We are all busy and have only so much time in the day to devote to our courses. However, sometimes, a new innovation comes along that we are really interested in and want to pursue. But where do we find the time? The truth is we prioritize what’s important and make the time. Just like I’m giving up sleep, you too may have to give up something you really like or want to do. It’s part of change and part of becoming a better teacher. You may not want to do it, but if the innovation is something you really believe in and something you think will help you be more effective or improve student achievement, then you make the difficult decision to make the time where you can. Because in the end, it’s not about you, it’s about what’s best for your students.
As an aside, if any of you know of a good way to stay awake that doesn’t include drinking coffee, PLEASE leave a comment!!!
I heard about a study out of Harrisburg University on the radio while driving to work today, which said that students were less stressed and got more work done when they gave up social networking sites for a week. I have to say that I’m not really that surprised that this happens given the number of friends people have and the amount of time it takes to read news feeds. However, I think this points to a larger problem that I’m not sure we are addressing, time management. We ultimately are responsible for how we spend our time, whether it be on Facebook or paying attention in a lecture, but how are we really prepared for managing our time? Is this something we are prepared for in school or is this just something we either pick up or don’t? I’d wager to bet it is a little bit of both, but how much responsibility is there on schools to provide this to our students before they graduate from high school? How do we model time management in K-12 schools, or a better question might be are we really modeling time management skills if we fail to provide learning environments that are student-centered? I think the answer is that we don’t. Teacher-centered classrooms can provide the opportunity for some time management teachable moments, but students rarely get to experience how difficult it is to manage a number of different tasks when the instructor is orchestrating everything for the class.
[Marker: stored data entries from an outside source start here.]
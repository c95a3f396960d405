//! CPAL-based duplex backend.
//!
//! The input callback pushes captured samples into a lock-free ring buffer;
//! the output callback pops them, runs the processor in place and hands the
//! block to the device. Neither callback allocates or locks.

use cpal::traits::{DeviceTrait, HostTrait, StreamTrait};
use cpal::{Device, Stream, StreamConfig, SupportedBufferSize};
use ringbuf::traits::{Consumer, Producer, Split};
use ringbuf::{HeapCons, HeapRb};
use rm_engine::{AudioProcessor, ChannelConfig};
use std::sync::atomic::{AtomicU64, Ordering};
use std::sync::Arc;
use tracing::{error, info, warn};

use crate::traits::{AudioBackend, AudioError, StreamStats};

/// Both streams run in stereo; the processor sees interleaved L/R.
const CHANNELS: u16 = 2;

/// Used when the device does not report a buffer size range.
const FALLBACK_MAX_BLOCK: usize = 4096;

/// Releases the processor when the output stream drops its callback.
struct ProcessorSlot(Box<dyn AudioProcessor>);

impl Drop for ProcessorSlot {
    fn drop(&mut self) {
        self.0.release();
    }
}

struct ActiveStreams {
    // Field order is drop order: stop capture before playback.
    input: Stream,
    output: Stream,
}

/// Default-input → processor → default-output host.
pub struct CpalDuplex {
    input_device: Device,
    output_device: Device,
    config: StreamConfig,
    max_block_size: usize,
    streams: Option<ActiveStreams>,
    overruns: Arc<AtomicU64>,
    underruns: Arc<AtomicU64>,
}

impl CpalDuplex {
    /// Open the default devices, both at the output device's sample rate.
    pub fn new() -> Result<Self, AudioError> {
        let host = cpal::default_host();
        let output_device = host.default_output_device().ok_or(AudioError::NoDevice("output"))?;
        let input_device = host.default_input_device().ok_or(AudioError::NoDevice("input"))?;

        let supported = output_device
            .default_output_config()
            .map_err(|e| AudioError::DeviceInit(e.to_string()))?;
        let max_block_size = match supported.buffer_size() {
            SupportedBufferSize::Range { max, .. } => (*max as usize).clamp(64, FALLBACK_MAX_BLOCK),
            SupportedBufferSize::Unknown => FALLBACK_MAX_BLOCK,
        };

        let mut config: StreamConfig = supported.into();
        config.channels = CHANNELS;

        let input_name = input_device.name().unwrap_or_default();
        let output_name = output_device.name().unwrap_or_default();
        info!(
            input = %input_name,
            output = %output_name,
            sample_rate = config.sample_rate.0,
            max_block_size,
            "audio devices opened"
        );

        Ok(Self {
            input_device,
            output_device,
            config,
            max_block_size,
            streams: None,
            overruns: Arc::new(AtomicU64::new(0)),
            underruns: Arc::new(AtomicU64::new(0)),
        })
    }

    pub fn stats(&self) -> StreamStats {
        StreamStats {
            overruns: self.overruns.load(Ordering::Relaxed),
            underruns: self.underruns.load(Ordering::Relaxed),
        }
    }

    fn build_input(&self, mut producer: ringbuf::HeapProd<f32>) -> Result<Stream, AudioError> {
        let overruns = self.overruns.clone();
        self.input_device
            .build_input_stream(
                &self.config,
                move |data: &[f32], _: &cpal::InputCallbackInfo| {
                    let pushed = producer.push_slice(data);
                    if pushed < data.len() {
                        overruns.fetch_add((data.len() - pushed) as u64, Ordering::Relaxed);
                    }
                },
                |err| error!("input stream error: {}", err),
                None,
            )
            .map_err(|e| AudioError::StreamCreate(e.to_string()))
    }

    fn build_output(
        &self,
        mut consumer: HeapCons<f32>,
        mut slot: ProcessorSlot,
    ) -> Result<Stream, AudioError> {
        let underruns = self.underruns.clone();
        let channels = self.config.channels as usize;
        self.output_device
            .build_output_stream(
                &self.config,
                move |data: &mut [f32], _: &cpal::OutputCallbackInfo| {
                    #[cfg(feature = "alloc_check")]
                    assert_no_alloc::assert_no_alloc(|| {
                        render(&mut consumer, slot.0.as_mut(), data, channels, &underruns)
                    });
                    #[cfg(not(feature = "alloc_check"))]
                    render(&mut consumer, slot.0.as_mut(), data, channels, &underruns);
                },
                |err| error!("output stream error: {}", err),
                None,
            )
            .map_err(|e| AudioError::StreamCreate(e.to_string()))
    }
}

/// Output callback body: pull captured input, zero-fill any shortfall,
/// modulate in place.
fn render(
    consumer: &mut HeapCons<f32>,
    processor: &mut dyn AudioProcessor,
    data: &mut [f32],
    channels: usize,
    underruns: &AtomicU64,
) {
    let filled = consumer.pop_slice(data);
    if filled < data.len() {
        data[filled..].fill(0.0);
        underruns.fetch_add((data.len() - filled) as u64, Ordering::Relaxed);
    }
    processor.process_interleaved(data, channels);
}

impl AudioBackend for CpalDuplex {
    fn sample_rate(&self) -> u32 {
        self.config.sample_rate.0
    }

    fn channels(&self) -> u16 {
        self.config.channels
    }

    fn max_block_size(&self) -> usize {
        self.max_block_size
    }

    fn start(&mut self, processor: Box<dyn AudioProcessor>) -> Result<(), AudioError> {
        if self.streams.is_some() {
            return Err(AudioError::AlreadyRunning);
        }
        if !processor.supports_layout(ChannelConfig::symmetric(self.config.channels)) {
            return Err(AudioError::UnsupportedLayout { channels: self.config.channels });
        }
        self.overruns.store(0, Ordering::Relaxed);
        self.underruns.store(0, Ordering::Relaxed);

        // About 100ms of interleaved audio.
        let capacity = (self.config.sample_rate.0 as usize / 10) * self.config.channels as usize;
        let (producer, consumer) = HeapRb::<f32>::new(capacity.max(1)).split();

        let output = self.build_output(consumer, ProcessorSlot(processor))?;
        let input = self.build_input(producer)?;
        output.play().map_err(|e| AudioError::Playback(e.to_string()))?;
        input.play().map_err(|e| AudioError::Playback(e.to_string()))?;

        self.streams = Some(ActiveStreams { input, output });
        info!("duplex stream started");
        Ok(())
    }

    fn stop(&mut self) -> Result<StreamStats, AudioError> {
        if let Some(streams) = self.streams.take() {
            streams.input.pause().map_err(|e| AudioError::Playback(e.to_string()))?;
            streams.output.pause().map_err(|e| AudioError::Playback(e.to_string()))?;
            drop(streams);
            let stats = self.stats();
            if stats.overruns > 0 || stats.underruns > 0 {
                warn!(
                    overruns = stats.overruns,
                    underruns = stats.underruns,
                    "audio bridge dropped samples"
                );
            }
            info!("duplex stream stopped");
        }
        Ok(self.stats())
    }

    fn is_running(&self) -> bool {
        self.streams.is_some()
    }
}

impl Drop for CpalDuplex {
    fn drop(&mut self) {
        if let Err(e) = self.stop() {
            warn!("failed to stop stream cleanly: {}", e);
        }
    }
}
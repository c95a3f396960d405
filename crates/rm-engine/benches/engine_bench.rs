use criterion::{black_box, criterion_group, criterion_main, BenchmarkId, Criterion};
use rm_engine::{AudioBuffer, RingModEngine};

fn bench_process(c: &mut Criterion) {
    let mut group = c.benchmark_group("process");
    for block in [64usize, 256, 1024] {
        group.bench_with_input(BenchmarkId::new("stereo_planar", block), &block, |b, &block| {
            let mut engine = RingModEngine::default();
            engine.prepare(48000.0, block).unwrap();
            let mut buf = AudioBuffer::new(2, block);
            b.iter(|| {
                buf.channel_mut(0).fill(0.5);
                buf.channel_mut(1).fill(-0.5);
                engine.process(black_box(&mut buf));
            });
        });

        group.bench_with_input(BenchmarkId::new("stereo_interleaved", block), &block, |b, &block| {
            let mut engine = RingModEngine::default();
            engine.prepare(48000.0, block).unwrap();
            let mut data = vec![0.0f32; block * 2];
            b.iter(|| {
                data.fill(0.5);
                engine.process_interleaved(black_box(&mut data), 2);
            });
        });
    }
    group.finish();
}

criterion_group!(benches, bench_process);
criterion_main!(benches);
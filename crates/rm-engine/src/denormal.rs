//! Flush-to-zero scope for the audio callback.
//!
//! Multiplying a decaying input by a carrier near a zero crossing produces
//! subnormal floats, which are orders of magnitude slower on most CPUs.
//! While a guard is alive the current thread flushes them to zero.
//!
//! - x86-64: FTZ (bit 15) and DAZ (bit 6) in MXCSR
//! - aarch64: FZ (bit 24) in FPCR
//! - elsewhere: no-op

/// Restores the previous floating-point control state on drop.
pub struct DenormalGuard {
    #[cfg(target_arch = "x86_64")]
    previous_mxcsr: u32,
    #[cfg(target_arch = "aarch64")]
    previous_fpcr: u64,
}

impl DenormalGuard {
    #[cfg(target_arch = "x86_64")]
    const FLUSH_BITS: u32 = (1 << 15) | (1 << 6);
    #[cfg(target_arch = "aarch64")]
    const FLUSH_BITS: u64 = 1 << 24;

    #[inline]
    pub fn new() -> Self {
        #[cfg(target_arch = "x86_64")]
        {
            let previous_mxcsr = read_mxcsr();
            write_mxcsr(previous_mxcsr | Self::FLUSH_BITS);
            Self { previous_mxcsr }
        }
        #[cfg(target_arch = "aarch64")]
        {
            let previous_fpcr = read_fpcr();
            write_fpcr(previous_fpcr | Self::FLUSH_BITS);
            Self { previous_fpcr }
        }
        #[cfg(not(any(target_arch = "x86_64", target_arch = "aarch64")))]
        {
            Self {}
        }
    }
}

impl Default for DenormalGuard {
    fn default() -> Self {
        Self::new()
    }
}

impl Drop for DenormalGuard {
    #[inline]
    fn drop(&mut self) {
        #[cfg(target_arch = "x86_64")]
        write_mxcsr(self.previous_mxcsr);
        #[cfg(target_arch = "aarch64")]
        write_fpcr(self.previous_fpcr);
    }
}

#[cfg(target_arch = "x86_64")]
#[inline(always)]
fn read_mxcsr() -> u32 {
    let mut mxcsr: u32 = 0;
    // SAFETY: stmxcsr only stores the thread's own control register.
    unsafe {
        core::arch::asm!("stmxcsr [{}]", in(reg) &mut mxcsr, options(nostack, preserves_flags));
    }
    mxcsr
}

#[cfg(target_arch = "x86_64")]
#[inline(always)]
fn write_mxcsr(mxcsr: u32) {
    // SAFETY: only rounding/flush mode bits change, and only for this thread.
    unsafe {
        core::arch::asm!("ldmxcsr [{}]", in(reg) &mxcsr, options(nostack, preserves_flags));
    }
}

#[cfg(target_arch = "aarch64")]
#[inline(always)]
fn read_fpcr() -> u64 {
    let fpcr: u64;
    // SAFETY: reading FPCR has no side effects.
    unsafe {
        core::arch::asm!("mrs {}, fpcr", out(reg) fpcr, options(nomem, nostack, preserves_flags));
    }
    fpcr
}

#[cfg(target_arch = "aarch64")]
#[inline(always)]
fn write_fpcr(fpcr: u64) {
    // SAFETY: only the flush-to-zero bit differs from the saved value.
    unsafe {
        core::arch::asm!("msr fpcr, {}", in(reg) fpcr, options(nomem, nostack, preserves_flags));
    }
}

#[cfg(test)]
mod tests {
    use super::*;

    #[test]
    #[cfg(any(target_arch = "x86_64", target_arch = "aarch64"))]
    fn subnormal_products_flush_inside_guard() {
        let tiny = std::hint::black_box(f32::MIN_POSITIVE);
        let half = std::hint::black_box(0.5f32);
        {
            let _guard = DenormalGuard::new();
            assert_eq!(std::hint::black_box(tiny * half), 0.0);
        }
        assert!(std::hint::black_box(tiny * half) > 0.0);
    }
}
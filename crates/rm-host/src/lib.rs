//! Headless controller for ringmod.
//!
//! Provides one API for live duplex sessions and offline file rendering that
//! the CLI (or any other front end) can share.

mod error;
mod meter;
mod offline;
mod settings;
mod wav;

use rm_audio::{AudioBackend, CpalDuplex, StreamStats};
use rm_engine::{ParamHandle, RingModEngine};
use std::path::Path;
use tracing::info;

pub use error::{HostError, SettingsError};
pub use meter::{ActivityMeter, METER_RATE_HZ};
pub use offline::render_offline;
pub use settings::{clamp_frequency, Settings, FREQUENCY_MAX, FREQUENCY_MIN};
pub use wav::{load_wav, wav_to_bytes, write_wav, WavData, WavError};

// Re-export common types so callers don't need rm-engine/rm-audio directly.
pub use rm_audio::AudioError;
pub use rm_engine::{EngineConfig, EngineError};

/// Owns the session settings and at most one live stream.
pub struct Controller {
    settings: Settings,
    live: Option<CpalDuplex>,
}

impl Controller {
    pub fn new(settings: Settings) -> Self {
        Self { settings, live: None }
    }

    pub fn settings(&self) -> &Settings {
        &self.settings
    }

    /// A fresh, unprepared engine configured from the current settings.
    pub fn build_engine(&self) -> RingModEngine {
        RingModEngine::new(self.settings.engine_config())
    }

    // --- Offline rendering ---

    pub fn render_wav(&self, input: &WavData) -> Result<WavData, HostError> {
        let mut engine = self.build_engine();
        render_offline(&mut engine, input, self.settings.block_size)
    }

    pub fn render_bytes(&self, input: &[u8]) -> Result<Vec<u8>, HostError> {
        let wav = load_wav(input)?;
        wav_to_bytes(&self.render_wav(&wav)?).map_err(HostError::Encode)
    }

    pub fn render_file(&self, input: &Path, output: &Path) -> Result<(), HostError> {
        let bytes = std::fs::read(input).map_err(|source| HostError::Io {
            path: input.to_path_buf(),
            source,
        })?;
        let rendered = self.render_bytes(&bytes)?;
        std::fs::write(output, rendered).map_err(|source| HostError::Io {
            path: output.to_path_buf(),
            source,
        })?;
        info!(input = %input.display(), output = %output.display(), "wrote render");
        Ok(())
    }

    // --- Live duplex session ---

    /// Open the default devices and start modulating. Returns the handle the
    /// caller uses to turn the dial and poll the indicator.
    pub fn start_live(&mut self) -> Result<ParamHandle, HostError> {
        self.stop_live()?;

        let mut backend = CpalDuplex::new()?;
        let mut engine = self.build_engine();
        engine.prepare(f64::from(backend.sample_rate()), backend.max_block_size())?;
        let params = engine.params();
        backend.start(Box::new(engine))?;
        info!(
            sample_rate = backend.sample_rate(),
            channels = backend.channels(),
            max_block_size = backend.max_block_size(),
            "live session started"
        );

        self.live = Some(backend);
        Ok(params)
    }

    /// Stop the live session, if any, and report how many samples the
    /// input/output bridge dropped.
    pub fn stop_live(&mut self) -> Result<Option<StreamStats>, HostError> {
        match self.live.take() {
            Some(mut backend) => Ok(Some(backend.stop()?)),
            None => Ok(None),
        }
    }

    pub fn is_live(&self) -> bool {
        self.live.as_ref().is_some_and(|b| b.is_running())
    }
}

impl Default for Controller {
    fn default() -> Self {
        Self::new(Settings::default())
    }
}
We seem to be missing an opportunity to teach our students a very useful skill they will need throughout the rest of their lives. So as we enter the end of the semester in schools throughout the US, maybe take some time over winter break to think about how you can provide the opportunity for your students to experience time management in your courses. Find a way to model this behavior in your courses and the opportunity for your students to develop this important skill.